Dear Secretary of State McGrane:

An initiative petition was filed on August 16, 2024, proposing to amend title 39 of the Idaho Code. Pursuant to Idaho Code section 34-1809, this office has reviewed the petition and prepared the following advisory comments. Given the strict statutory timeframe within which this office must review the petition, our review can only isolate areas of concern and cannot provide in-depth analysis of each legal or constitutional issue that may present problems. This letter therefore addresses only those matters of substance that are "deemed necessary and appropriate" to address at this time and does not address or catalogue all problems of substance or of form that the proposed initiative may pose under federal or Idaho law. Idaho Code § 34-1809(1)(a). Further, under the review statute, the Attorney General's recommendations are "advisory only," and the petitioners are free to "accept or reject them in whole or in part." Id. § 34-1809(1)(b). This office offers no opinion with regard to the policy issues raised by the proposed initiative or the potential revenue impact to the state budget from likely litigation over the initiative's validity.

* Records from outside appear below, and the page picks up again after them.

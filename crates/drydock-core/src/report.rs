//! Run reports: a compact summary of a `PipelineRun` rendered as Markdown
//! for humans and JSON for tooling.

use chrono::{DateTime, Utc};
use serde::{Deserialize, Serialize};

use crate::domain::deploy::{ApplyResult, PolicyApplyOutcome};
use crate::domain::error::{ErrorClass, Result};
use crate::domain::rollout::{RolloutRecord, RolloutStatus};
use crate::domain::run::{ArtifactState, FailureDetail, OutcomeStatus, PipelineRun, RunStatus, StageKind};

#[derive(Debug, Clone, PartialEq, Serialize, Deserialize)]
pub struct StageSummary {
    pub stage: StageKind,
    pub succeeded: usize,
    pub failed: usize,
    pub skipped: usize,
    pub aborted: usize,
}

#[derive(Debug, Clone, PartialEq, Serialize, Deserialize)]
pub struct ArtifactSummary {
    pub name: String,
    pub state: ArtifactState,
    pub published: Option<String>,
    /// Findings at or above the gate threshold, rendered one per line.
    pub findings: Vec<String>,
    pub failed_stage: Option<StageKind>,
    pub failure: Option<FailureDetail>,
}

#[derive(Debug, Clone, PartialEq, Serialize, Deserialize)]
pub struct RunReport {
    pub run_id: String,
    pub revision: String,
    pub status: RunStatus,
    pub exit_code: i32,
    pub worst_class: Option<ErrorClass>,
    pub error: Option<FailureDetail>,
    pub created_at: DateTime<Utc>,
    pub finished_at: Option<DateTime<Utc>>,
    pub stages: Vec<StageSummary>,
    pub artifacts: Vec<ArtifactSummary>,
    pub deployment: Option<ApplyResult>,
    pub rollouts: Vec<RolloutRecord>,
}

/// Exit code for a run: 0 when it succeeded, otherwise the most severe class.
pub fn exit_code(run: &PipelineRun) -> i32 {
    match (run.status(), run.worst_class()) {
        (RunStatus::Aborted, _) => ErrorClass::Aborted.exit_code(),
        (_, Some(class)) => class.exit_code(),
        _ => 0,
    }
}

/// Exit code for one stage entrypoint: 0 when every artifact of the stage
/// succeeded. Deploy and rollout failures report as partial deployments.
pub fn stage_exit_code(run: &PipelineRun, stage: StageKind) -> i32 {
    if run.status() == RunStatus::Aborted {
        return ErrorClass::Aborted.exit_code();
    }
    if let Some(err) = run.error() {
        return err.class.exit_code();
    }
    let class = match stage {
        StageKind::Deploy => run
            .deployment()
            .and_then(|d| d.to_error())
            .map(|e| e.class()),
        StageKind::Rollout => run
            .rollouts()
            .iter()
            .any(|r| r.status == RolloutStatus::Failed)
            .then_some(ErrorClass::PartialDeployment),
        _ => run.stage(stage).and_then(|exec| exec.worst_class()),
    };
    class.map_or(0, |c| c.exit_code())
}

impl RunReport {
    pub fn from_run(run: &PipelineRun) -> Self {
        let stages = run
            .stages()
            .iter()
            .map(|exec| {
                let count = |s: OutcomeStatus| exec.outcomes.iter().filter(|o| o.status == s).count();
                StageSummary {
                    stage: exec.stage,
                    succeeded: count(OutcomeStatus::Succeeded),
                    failed: count(OutcomeStatus::Failed),
                    skipped: count(OutcomeStatus::Skipped),
                    aborted: count(OutcomeStatus::Aborted),
                }
            })
            .collect();

        let artifacts = run
            .artifacts()
            .map(|a| ArtifactSummary {
                name: a.name().to_string(),
                state: a.state(),
                published: a.published.as_ref().map(ToString::to_string),
                findings: a
                    .gate
                    .as_ref()
                    .map(|g| g.render_findings())
                    .unwrap_or_default(),
                failed_stage: a.failure.as_ref().map(|f| f.stage),
                failure: a.failure.as_ref().map(|f| f.detail.clone()),
            })
            .collect();

        Self {
            run_id: run.id().to_string(),
            revision: run.trigger().revision.clone(),
            status: run.status(),
            exit_code: exit_code(run),
            worst_class: run.worst_class(),
            error: run.error().cloned(),
            created_at: run.created_at(),
            finished_at: run.finished_at(),
            stages,
            artifacts,
            deployment: run.deployment().cloned(),
            rollouts: run.rollouts().to_vec(),
        }
    }

    pub fn to_json(&self) -> Result<String> {
        Ok(serde_json::to_string_pretty(self)?)
    }

    pub fn to_markdown(&self) -> String {
        let mut out = String::new();
        out.push_str(&format!("# drydock run `{}`\n\n", self.run_id));
        out.push_str(&format!(
            "- revision: `{}`\n- status: **{}** (exit {})\n",
            self.revision, self.status, self.exit_code
        ));
        if let Some(err) = &self.error {
            out.push_str(&format!("- error: {} ({})\n", err.message, err.class));
        }
        out.push('\n');

        out.push_str("## Stages\n\n");
        out.push_str("| stage | succeeded | failed | skipped | aborted |\n");
        out.push_str("|-------|-----------|--------|---------|---------|\n");
        for s in &self.stages {
            out.push_str(&format!(
                "| {} | {} | {} | {} | {} |\n",
                s.stage, s.succeeded, s.failed, s.skipped, s.aborted
            ));
        }
        out.push('\n');

        out.push_str("## Artifacts\n\n");
        for a in &self.artifacts {
            let state = serde_json::to_value(a.state)
                .ok()
                .and_then(|v| v.as_str().map(str::to_string))
                .unwrap_or_default();
            out.push_str(&format!("- **{}**: {}", a.name, state));
            if let Some(p) = &a.published {
                out.push_str(&format!(" `{p}`"));
            }
            if let (Some(stage), Some(f)) = (a.failed_stage, &a.failure) {
                out.push_str(&format!(" (failed at {stage}: {})", f.message));
            }
            out.push('\n');
            for finding in &a.findings {
                out.push_str(&format!("  - {finding}\n"));
            }
        }
        out.push('\n');

        if let Some(d) = &self.deployment {
            out.push_str(&format!("## Deployment to `{}`\n\n", d.target));
            for w in &d.workloads {
                let result = match (&w.failure, w.change) {
                    (Some(f), _) => format!("failed: {}", f.message),
                    (None, Some(change)) => format!("{change:?}").to_lowercase(),
                    (None, None) => "not applied".to_string(),
                };
                out.push_str(&format!("- {} `{}`: {}\n", w.name, w.desired, result));
            }
            for s in &d.skipped {
                out.push_str(&format!("- {} skipped ({:?})\n", s.name, s.reason));
            }
            let policy = match &d.policy {
                PolicyApplyOutcome::NotAttempted => "not attempted".to_string(),
                PolicyApplyOutcome::Unchanged => "unchanged".to_string(),
                PolicyApplyOutcome::Applied { added, removed } => {
                    format!("applied (+{added} -{removed})")
                }
                PolicyApplyOutcome::Failed { message, restored } => {
                    format!("failed: {message} (previous rules restored: {restored})")
                }
            };
            out.push_str(&format!("- network policy: {policy}\n\n"));
        }

        if !self.rollouts.is_empty() {
            out.push_str("## Rollouts\n\n");
            for r in &self.rollouts {
                out.push_str(&format!(
                    "- {}: `{}` -> `{}` {:?}",
                    r.workload, r.previous, r.new, r.status
                ));
                if let Some(reason) = &r.reason {
                    out.push_str(&format!(" ({reason})"));
                }
                out.push('\n');
            }
        }
        out
    }
}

This proposed initiative petition was submitted at the same time as three other petitions, all submitted by the same petitioner. Because each proposed initiative is similar in subject matter and intent, they will be distinguished using the following naming convention: Right to Reproductive Freedom and Privacy (fetal viability); Right to Reproductive Freedom and Privacy (24 weeks); Right to Reproductive Freedom and Privacy (20 weeks); and Right to Abortion Under Certain Circumstances.

MATTERS OF SUBSTANTIVE IMPORT

I. Summary of the Proposed Initiative

The proposed initiative seeks to add to Idaho law, by statute, a right to "reproductive freedom and privacy." The initiative proposes a new statute, section 39-801, that would significantly change abortion law in Idaho, granting a right to abortion for any reason "prior to 24 weeks gestation." Additionally, the initiative would institute a right to "reproductive freedom and privacy." Broadly speaking, the initiative would: 1) remove any restrictions on abortion before twenty-four (24) weeks gestation; 2) allow for unrestricted regulation of abortions after 24 weeks gestation; and 3) attempt to place restrictions broadly on future legislation or regulation regarding abortion and "reproductive freedom and privacy."

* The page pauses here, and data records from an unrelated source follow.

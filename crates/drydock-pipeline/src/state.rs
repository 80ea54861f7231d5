//! Persisted run state for stage-by-stage execution.
//!
//! Layout under the state directory:
//!
//! ```text
//! <state_dir>/runs/<run_id>.json   one PipelineRun per file
//! <state_dir>/CURRENT              id of the most recently saved run
//! ```
//!
//! Every write goes to a temp file in the same directory and is renamed into
//! place, so a crash never leaves a half-written run behind.

use std::fs;
use std::io::Write;
use std::path::{Path, PathBuf};

use drydock_core::{DrydockError, PipelineRun, Result};
use tempfile::NamedTempFile;

const CURRENT_FILE: &str = "CURRENT";

pub struct RunStateStore {
    root: PathBuf,
}

impl RunStateStore {
    pub fn new(root: impl AsRef<Path>) -> Self {
        Self {
            root: root.as_ref().to_path_buf(),
        }
    }

    pub fn root(&self) -> &Path {
        &self.root
    }

    fn runs_dir(&self) -> PathBuf {
        self.root.join("runs")
    }

    fn run_path(&self, run_id: &str) -> PathBuf {
        self.runs_dir().join(format!("{run_id}.json"))
    }

    fn write_atomic(dir: &Path, path: &Path, data: &[u8]) -> Result<()> {
        fs::create_dir_all(dir)?;
        let mut tmp = NamedTempFile::new_in(dir)?;
        tmp.write_all(data)?;
        tmp.as_file().sync_all()?;
        tmp.persist(path).map_err(|e| e.error)?;
        Ok(())
    }

    /// Save `run` and make it the current run.
    pub fn save(&self, run: &PipelineRun) -> Result<PathBuf> {
        let path = self.run_path(run.id());
        let json = serde_json::to_vec_pretty(run)?;
        Self::write_atomic(&self.runs_dir(), &path, &json)?;
        Self::write_atomic(&self.root, &self.root.join(CURRENT_FILE), run.id().as_bytes())?;
        Ok(path)
    }

    pub fn load(&self, run_id: &str) -> Result<PipelineRun> {
        let path = self.run_path(run_id);
        let raw = fs::read(&path).map_err(|e| {
            if e.kind() == std::io::ErrorKind::NotFound {
                DrydockError::config(format!("no saved run '{run_id}' in {}", self.root.display()))
            } else {
                DrydockError::Io(e)
            }
        })?;
        Ok(serde_json::from_slice(&raw)?)
    }

    /// Id of the most recently saved run, if any.
    pub fn current_id(&self) -> Result<Option<String>> {
        match fs::read_to_string(self.root.join(CURRENT_FILE)) {
            Ok(id) => Ok(Some(id.trim().to_string()).filter(|id| !id.is_empty())),
            Err(e) if e.kind() == std::io::ErrorKind::NotFound => Ok(None),
            Err(e) => Err(e.into()),
        }
    }

    /// The current run. Missing state means no `build` has been run yet.
    pub fn load_current(&self) -> Result<PipelineRun> {
        match self.current_id()? {
            Some(id) => self.load(&id),
            None => Err(DrydockError::config(format!(
                "no run in progress under {}; start one with `drydock build`",
                self.root.display()
            ))),
        }
    }

    /// Saved run ids, oldest file first.
    pub fn list(&self) -> Result<Vec<String>> {
        let entries = match fs::read_dir(self.runs_dir()) {
            Ok(entries) => entries,
            Err(e) if e.kind() == std::io::ErrorKind::NotFound => return Ok(Vec::new()),
            Err(e) => return Err(e.into()),
        };

        let mut runs = Vec::new();
        for entry in entries {
            let entry = entry?;
            let path = entry.path();
            if path.extension().and_then(|e| e.to_str()) != Some("json") {
                continue;
            }
            if let Some(stem) = path.file_stem().and_then(|s| s.to_str()) {
                let modified = entry.metadata()?.modified()?;
                runs.push((modified, stem.to_string()));
            }
        }
        runs.sort();
        Ok(runs.into_iter().map(|(_, id)| id).collect())
    }
}

#[cfg(test)]
mod tests {
    use super::*;
    use drydock_core::{ErrorClass, RunStatus, StageKind, Trigger};

    fn make_store() -> (tempfile::TempDir, RunStateStore) {
        let dir = tempfile::tempdir().unwrap();
        let store = RunStateStore::new(dir.path().join(".drydock"));
        (dir, store)
    }

    #[test]
    fn test_save_and_load_roundtrip() {
        let (_dir, store) = make_store();
        let mut run = PipelineRun::new(Trigger::new("abc", vec![]));
        run.start().unwrap();
        run.begin_stage(StageKind::Build).unwrap();
        run.end_stage(StageKind::Build).unwrap();

        store.save(&run).unwrap();
        let loaded = store.load_current().unwrap();
        assert_eq!(loaded, run);
        assert_eq!(loaded.status(), RunStatus::Running);
    }

    #[test]
    fn test_save_overwrites_and_moves_current() {
        let (_dir, store) = make_store();
        let mut first = PipelineRun::new(Trigger::new("abc", vec![]));
        store.save(&first).unwrap();
        first.start().unwrap();
        store.save(&first).unwrap();

        let second = PipelineRun::new(Trigger::new("def", vec![]));
        store.save(&second).unwrap();

        assert_eq!(store.current_id().unwrap().as_deref(), Some(second.id()));
        assert_eq!(store.load(first.id()).unwrap().status(), RunStatus::Running);
        assert_eq!(store.list().unwrap().len(), 2);

        // no temp files left behind
        let stray = fs::read_dir(store.root().join("runs"))
            .unwrap()
            .filter(|e| {
                e.as_ref().unwrap().path().extension().and_then(|x| x.to_str()) != Some("json")
            })
            .count();
        assert_eq!(stray, 0);
    }

    #[test]
    fn test_missing_state_is_configuration_error() {
        let (_dir, store) = make_store();
        assert_eq!(store.current_id().unwrap(), None);
        let err = store.load_current().unwrap_err();
        assert_eq!(err.class(), ErrorClass::Configuration);
        assert!(err.to_string().contains("drydock build"));
        assert!(store.list().unwrap().is_empty());
    }
}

  1. Removing Restrictions on Abortion Before 24 Weeks Gestation

The proposed initiative would alter Idaho laws by providing for a right to abortion for any reason "prior to twenty-four (24) weeks gestation." Pet. § 39-801(2). The initiative proposes a right to "reproductive freedom and privacy," which includes the right to "abortion care." Id. § 39-801(1)a. The initiative says "the state shall not infringe, burden, or prohibit abortion care prior to 24 weeks gestation." Id. § 39-801(2)a.

  1. Unrestricted Regulation of Abortion After 24 Weeks Gestation

The proposed initiative would not provide for any exemption for abortions performed after 24 weeks gestation. Rather, the initiative would permit the state to regulate abortion, without limitation, after 24 weeks gestation. Pet. § 39-801(2)b.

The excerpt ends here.